D. ferrophilus MIC on C1018 carbon steel in EASW was used as a model system in this Tafel scan scheme study. The results from 450 mL glass cells show that the icorr obtained by using a single working electrode for two half-scans: anodic and cathodic scans, had a maximum icorr deviation of 7.1% compared to the standard, which was practically negligible. Corrosion potential (Ecorr) was very close to OCP. In contrast, the single continuous Tafel scan from the most negative to the most positive voltage (i.e., traditional scan scheme with a single working electrode) provided a deviation of 88% in icorr compared to the reference. The reversed-direction continuous scan (from most positive to most negative) also caused a similarly large deviation in icorr. The distortion of PDP curve was found in both continuous scan schemes. The continuous scan from cathodic to anodic region resulted in the compression of the cathodic (first half of the scan) voltage range and stretching of the anodic voltage range, which moved Ecorr considerably lower from OCP, while the reversed-direction continuous scan caused compression in the anodic curve, and the cathodic curve was stretched with the Ecorr shifting considerably upward above OCP.

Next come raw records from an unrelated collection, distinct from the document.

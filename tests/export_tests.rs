//! Result export and command line tests

use std::process::Command;

use grid_traffic_sim::export::{result_record, write_results, write_results_csv, RESULT_HEADER};
use grid_traffic_sim::simulation::{Cell, SimulationResult, VehicleId};

fn arrived_result() -> SimulationResult {
    SimulationResult {
        id: VehicleId(3),
        start: Cell::new(0, 0),
        target: Cell::new(0, 2),
        depart_time: Some(0.0),
        arrive_time: Some(0.76),
        total_time: Some(0.76),
        distance_m: 7.6,
        avg_speed_kmh: 36.0,
        path: vec![Cell::new(0, 0), Cell::new(0, 1), Cell::new(0, 2)],
        used_roads: vec![Cell::new(0, 0), Cell::new(0, 1), Cell::new(0, 2)],
    }
}

fn stalled_result() -> SimulationResult {
    SimulationResult {
        id: VehicleId(4),
        start: Cell::new(1, 1),
        target: Cell::new(5, 5),
        depart_time: Some(0.0),
        arrive_time: None,
        total_time: None,
        distance_m: 0.0,
        avg_speed_kmh: 0.0,
        path: vec![Cell::new(1, 1)],
        used_roads: Vec::new(),
    }
}

#[test]
fn test_record_formats_fields() {
    let record = result_record(&arrived_result());

    assert_eq!(record.len(), RESULT_HEADER.len());
    assert_eq!(record[0], "3");
    assert_eq!(&record[1..5], ["0", "0", "0", "2"]);
    assert_eq!(record[6], "0.76");
    assert_eq!(record[7], "0.76");
    assert_eq!(record[10], "(0, 0);(0, 1);(0, 2)");
}

#[test]
fn test_stalled_vehicle_has_empty_total_time() {
    let record = result_record(&stalled_result());

    assert_eq!(record[6], "0.00");
    assert_eq!(record[7], "");
    assert_eq!(record[11], "");
}

#[test]
fn test_written_table_reads_back() {
    let mut buffer = Vec::new();
    write_results(&mut buffer, &[arrived_result(), stalled_result()]).unwrap();

    let mut reader = csv::Reader::from_reader(buffer.as_slice());
    let headers: Vec<String> = reader.headers().unwrap().iter().map(str::to_string).collect();
    assert_eq!(headers, RESULT_HEADER);

    let rows: Vec<csv::StringRecord> = reader.records().map(Result::unwrap).collect();
    assert_eq!(rows.len(), 2);
    assert_eq!(&rows[0][10], "(0, 0);(0, 1);(0, 2)");
    assert_eq!(&rows[1][0], "4");
    assert_eq!(&rows[1][7], "");
}

#[test]
fn test_write_to_file() {
    let dir = tempfile::tempdir().unwrap();
    let path = dir.path().join("results.csv");
    write_results_csv(&path, &[arrived_result()]).unwrap();

    let text = std::fs::read_to_string(&path).unwrap();
    assert_eq!(text.lines().count(), 2);
    assert!(text.starts_with("vehicle_id,start_r,start_c"));
}

#[test]
fn test_write_to_missing_directory_fails() {
    let dir = tempfile::tempdir().unwrap();
    let path = dir.path().join("missing").join("results.csv");

    assert!(write_results_csv(&path, &[arrived_result()]).is_err());
}

/// Test that the binary runs the sample scenario and exports its results
#[test]
fn test_cli_runs_sample_scenario() {
    let dir = tempfile::tempdir().unwrap();
    let output_path = dir.path().join("out.csv");

    let output = Command::new(env!("CARGO_BIN_EXE_grid_traffic_sim"))
        .args(["--data-dir", concat!(env!("CARGO_MANIFEST_DIR"), "/data")])
        .args(["--ticks", "3000", "--report-every", "0"])
        .arg("--output")
        .arg(&output_path)
        .env("RUST_LOG", "warn,grid_traffic_sim=info")
        .output()
        .expect("Failed to execute simulation");

    let stderr = String::from_utf8_lossy(&output.stderr);
    assert!(output.status.success(), "Simulation failed. stderr: {}", stderr);
    assert!(
        stderr.contains("SIMULATION COMPLETE"),
        "Simulation did not complete properly. stderr: {}",
        stderr
    );
    assert!(stderr.contains("Arrived vehicles:"), "Missing stats. stderr: {}", stderr);

    let mut reader = csv::Reader::from_path(&output_path).unwrap();
    assert_eq!(reader.records().count(), 6);
}

/// Test that a missing data directory still completes with no vehicles
#[test]
fn test_cli_with_empty_data_dir() {
    let dir = tempfile::tempdir().unwrap();

    let output = Command::new(env!("CARGO_BIN_EXE_grid_traffic_sim"))
        .arg("--data-dir")
        .arg(dir.path())
        .args(["--ticks", "10"])
        .env("RUST_LOG", "info")
        .output()
        .expect("Failed to execute simulation");

    let stderr = String::from_utf8_lossy(&output.stderr);
    assert!(output.status.success(), "stderr: {}", stderr);
    assert!(stderr.contains("Arrived vehicles: 0/0"), "stderr: {}", stderr);
}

It was also found that the half scan scheme using a single working electrode did not alter the working electrode surface because back-to-back scans produced only a minor difference of up to 7.1% in icorr and a small difference in Ecorr. The results confirmed that continuous scans could alter a working electrode while half-scans starting from OCP did not, even though they all need only one working electrode. This means daily half-scans may be permissible.